There has also never been a Jewish president or vice president in American history. However, the 2000 election seemed to indicate that it would be a non-issue politically.
Hillary Clinton, a more recent convert to the new progressive strategy, has gone all-in with her "Four Fights For You" strategy.
But Clinton comes with 20-plus years of baggage associated with being in the political spotlight.
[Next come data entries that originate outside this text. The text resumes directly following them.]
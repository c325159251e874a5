//! Decodificação de uma linha do dispositivo em [`Reading`].
//!
//! Dois formatos aceitos, tentados nesta ordem:
//!
//! 1. **Estruturado**: objeto JSON com chaves `pulse|bpm`,
//!    `spo2|oxygenSaturation`, `lung|lungCapacity`.
//! 2. **Delimitado**: três tokens numéricos separados por vírgula, espaço
//!    ou ponto-e-vírgula, na ordem fixa pulso, SpO₂, pulmão.
//!
//! Qualquer outra forma retorna `None`. Banners de boot e escritas parciais
//! são ruído esperado do protocolo, não erro.

use crate::types::Reading;
use chrono::{DateTime, Utc};
use serde_json::{Map, Value};

/// Aliases aceitos no formato estruturado, na ordem de precedência.
const PULSE_KEYS: [&str; 2] = ["pulse", "bpm"];
const SPO2_KEYS: [&str; 2] = ["spo2", "oxygenSaturation"];
const LUNG_KEYS: [&str; 2] = ["lung", "lungCapacity"];

/// Decodifica uma linha com `timestamp = agora`.
pub fn parse_line(line: &str) -> Option<Reading> {
    parse_line_at(line, Utc::now())
}

/// Decodifica uma linha usando o timestamp informado.
pub fn parse_line_at(line: &str, timestamp: DateTime<Utc>) -> Option<Reading> {
    let s = line.trim();
    if s.is_empty() {
        return None;
    }

    let [pulse, oxygen_saturation, lung_capacity] = if s.starts_with('{') && s.ends_with('}') {
        parse_structured(s)?
    } else {
        parse_delimited(s)?
    };

    Some(Reading {
        timestamp,
        pulse,
        oxygen_saturation,
        lung_capacity,
    })
}

fn parse_structured(s: &str) -> Option<[f64; 3]> {
    let Value::Object(obj) = serde_json::from_str::<Value>(s).ok()? else {
        return None;
    };
    Some([
        resolve(&obj, &PULSE_KEYS)?,
        resolve(&obj, &SPO2_KEYS)?,
        resolve(&obj, &LUNG_KEYS)?,
    ])
}

/// Primeiro alias presente e não-nulo; o valor precisa ser numérico e finito.
fn resolve(obj: &Map<String, Value>, keys: &[&str]) -> Option<f64> {
    let value = keys
        .iter()
        .filter_map(|k| obj.get(*k))
        .find(|v| !v.is_null())?;

    let n = match value {
        Value::Number(n) => n.as_f64()?,
        // Firmwares antigos mandam números como string
        Value::String(s) => parse_number(s)?,
        _ => return None,
    };
    n.is_finite().then_some(n)
}

fn parse_delimited(s: &str) -> Option<[f64; 3]> {
    let mut tokens = s
        .split(|c: char| c == ',' || c == ';' || c.is_whitespace())
        .filter(|t| !t.is_empty());

    let pulse = parse_number(tokens.next()?)?;
    let spo2 = parse_number(tokens.next()?)?;
    let lung = parse_number(tokens.next()?)?;
    Some([pulse, spo2, lung])
}

/// Número finito; rejeita `inf`/`NaN`, que `f64::from_str` aceitaria.
fn parse_number(token: &str) -> Option<f64> {
    token
        .trim()
        .parse::<f64>()
        .ok()
        .filter(|n| n.is_finite())
}

// ──────────────────────────────────────────────
// Testes
// ──────────────────────────────────────────────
Clinton's strength, even with the baggage, will be in her ability to keep the party in lockstep, something that Sanders is unlikely to be able to accomplish.
This new progressive campaigning style is not without its risks, and could severely backfire on the Democrats.
If the Republicans can field a candidate with a strong economic agenda, tough immigration policy, and trade agenda favoring American products, the so-called Reagan-Democrats in the Rust Belt would almost certainly defect from the Democrat's progressive strategy.
This would almost certainly lose the election for the Democrats, as there is no path to victory without the Rust Belt.
The sad reality is, no matter how unfavorable Clinton might become, it will all depend on the candidate she faces in the general election -- because moderates, swing voters, and independents may be voting more as a statement against her opponent than for her, her appeal, or her message.